Elaine R. Mardis, PhD, discusses genomic insights into resistance mechanisms in endocrine therapy.
Although breast cancer is among the best-characterized tumor types, continuing efforts to refine the sequencing of the human genome are opening the door to a new treatment paradigm in which oncologists will have swift access to a wealth of information that will enable more personalized therapy for patients at earlier stages of disease.
It is a vision of the future that Elaine R. Mardis, PhD, a speaker at the 11th International Congress on the Future of Breast Cancer, not only anticipates but also helps to create.
Mardis is co-director of the Genome Institute, director of Technology Development, and professor of Genetics and Molecular Microbiology at Washington University School of Medicine in St. Louis, Missouri. The institute is among three large-scale sequencing centers that the National Institutes of Health has enlisted nationwide to join in developing The Cancer Genome Atlas.
One of the institute’s endeavors is to help build a database of human reference genome sequences, a more complete library of information than the initial Human Genome Project generated, which can be used to develop targeted therapies and as a comparison point for an individual patient’s genomic signature.
While that work continues, new sequencing technologies now in development are enabling researchers “to anticipate assembling that person’s genome as opposed to aligning it back to the human reference,” thus expanding their ability to understand what is happening with the patient’s chromosomes, said Mardis.

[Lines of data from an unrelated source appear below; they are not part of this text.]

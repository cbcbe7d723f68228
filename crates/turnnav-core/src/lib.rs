//! Core turnaround-plan logic: generation, lifecycle, and knowledge queries.
//!
//! This crate contains everything between the HTTP surface and the
//! document store:
//!
//! - plan input validation and scope analysis against industry benchmarks
//! - prompt construction and interpretation of raw completion output
//! - the plan lifecycle service (create, get, list, update, delete) with
//!   status-transition enforcement
//! - retrieval-grounded question answering with citation formatting
//!
//! External services (completion endpoint, document retrieval) sit behind
//! object-safe traits so the whole crate is testable with scripted doubles.

pub mod benchmark;
pub mod error;
pub mod input;
pub mod interpret;
pub mod knowledge;
pub mod lifecycle;
pub mod llm;
pub mod prompt;
pub mod retrieval;
pub mod scope;
pub mod service;

// Re-export the primary public API at the crate root.
pub use benchmark::{IndustryBenchmark, benchmark_for};
pub use error::{PlanError, Result};
pub use input::{PlanInput, REQUIRED_FIELDS};
pub use interpret::{LIFTED_SECTIONS, fallback_plan, interpret_completion};
pub use knowledge::{KnowledgeAnswer, KnowledgeService, SourceCitation};
pub use lifecycle::{is_edit_locked, is_valid_transition};
pub use llm::{CompletionClient, CompletionError, HttpCompletionClient};
pub use prompt::build_prompt;
pub use retrieval::{DocumentRetriever, HttpRetriever, RetrievalError, SourceDocument};
pub use scope::{ScopeAnalysis, analyze_scope};
pub use service::{DEFAULT_LIST_LIMIT, PlanService};
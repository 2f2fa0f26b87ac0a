//! Apply command - create or update preview resources from manifests

use std::path::PathBuf;

use console::style;
use fluxpreview_kube::parse_manifests;

use super::Context;
use crate::error::{CliError, Result};

/// Run the apply command
pub async fn run(ctx: &Context, files: &[PathBuf]) -> Result<()> {
    let mut resources = Vec::new();
    for file in files {
        let content = std::fs::read_to_string(file).map_err(|e| CliError::Io {
            message: format!("{}: {}", file.display(), e),
        })?;
        resources.extend(parse_manifests(&content, &ctx.config.namespace)?);
    }
    if resources.is_empty() {
        return Err(CliError::input("no Kustomization or OCIRepository documents found"));
    }

    let manager = ctx.lifecycle().await?;
    for resource in manager.apply_all(&resources).await? {
        println!(
            "{} Applied {} in namespace {}",
            style("✓").green().bold(),
            style(resource.key()).cyan(),
            style(resource.namespace().unwrap_or(ctx.config.namespace.as_str())).yellow()
        );
    }
    Ok(())
}
//! fluxpreview github - pull request integration
//!
//! - `GitHubClient`: bearer-authenticated REST and GraphQL calls scoped to one repository
//! - `StatusArtifactManager`: one live status comment per pull request and workflow
//! - `GitHubProtectionLookup`: the "keep" label check used before bulk cleanup

pub mod client;
pub mod error;
pub mod mock;
pub mod protection;
pub mod status;

pub use client::GitHubClient;
pub use error::{GitHubError, Result};
pub use mock::MockStatusArtifactApi;
pub use protection::GitHubProtectionLookup;
pub use status::{
    ArtifactMarker, GitHubStatusApi, PublishAction, PublishedArtifact, StatusArtifact,
    StatusArtifactApi, StatusArtifactManager,
};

“It’s a brave new world out there right now, and I’m personally very excited about it because I love the technology aspects—it’s really powerful to see what the technology is going to be able to do,” she said.
In this interview, Mardis discussed clinical applications of genomic research on the near horizon.OncologyLive: Your recent paper in Nature, “Whole-Genome Analysis Informs Breast Cancer Response to Aromatase Inhibition”
[2012;486(7403):353-360],is one of the first genomic studies to demonstrate how this research can be applied in the clinical setting. You found 18 significantly mutated genes in the tumor samples. What is the clinical significance of this research?
I was honored to recently have a publication in Nature
with a large number of collaborators that studied sequencing samples from a clinical trial of aromatase inhibitors. Our overarching goal in this study was to begin to characterize the genomes of patients who were known, by virtue of the clinical trial parameters, to respond to the aromatase inhibitors compared with those who did not respond.
In essence, what we wanted to identify in these data were signatures from the genome that will help us predict which patients will or will not respond to aromatase inhibitors so that we can be more intelligent about our choices in deciding which patients to assign to this therapy versus other types of therapy (eg, surgery, chemoradiation, or other new targeted therapies).
We performed whole-genome sequencing of patients who were about equally stratified between those who did and did not respond based on a fundamental immunohistochemistry marker of Ki67, which provides a metric of tumor cell proliferation.
Some of the outcomes of this study, which focused on estrogen receptor-positive tumors, included new insights into genes that were not previously known to be commonly mutated in luminal-type cancers. In particular, we identified five new genes historically thought to be only involved in hematopoietic malignancies that were clearly highly mutated, and were contributing to the disease onset or were “drivers” of the disease. This was an important finding in terms of what we typically refer to as significantly mutated genes. These significantly mutated genes are genes that, by a variety of mathematical tests, are more commonly mutated than would be typically expected.
We also found that patients with TP53 mutation, high proliferation by Ki67, and luminal B-type tumors were the least likely patients to respond to aromatase inhibitors. By comparison, a new gene that was also identified in our study, MAP3K1
, is commonly mutated in patients with luminal A-type tumors and a lower Ki67 proliferation index, and these were the patients who most commonly responded to the aromatase inhibitor therapy.
So, in essence, what we have from this study is the very beginning of a genomic signature that’s combined with conventional pathology markers, such as Ki67 and RNA subtyping, to identify the specific intrinsic subtype of the breast tumor, and to identify patients who are likely to respond before they’re assigned to aromatase inhibitor therapy.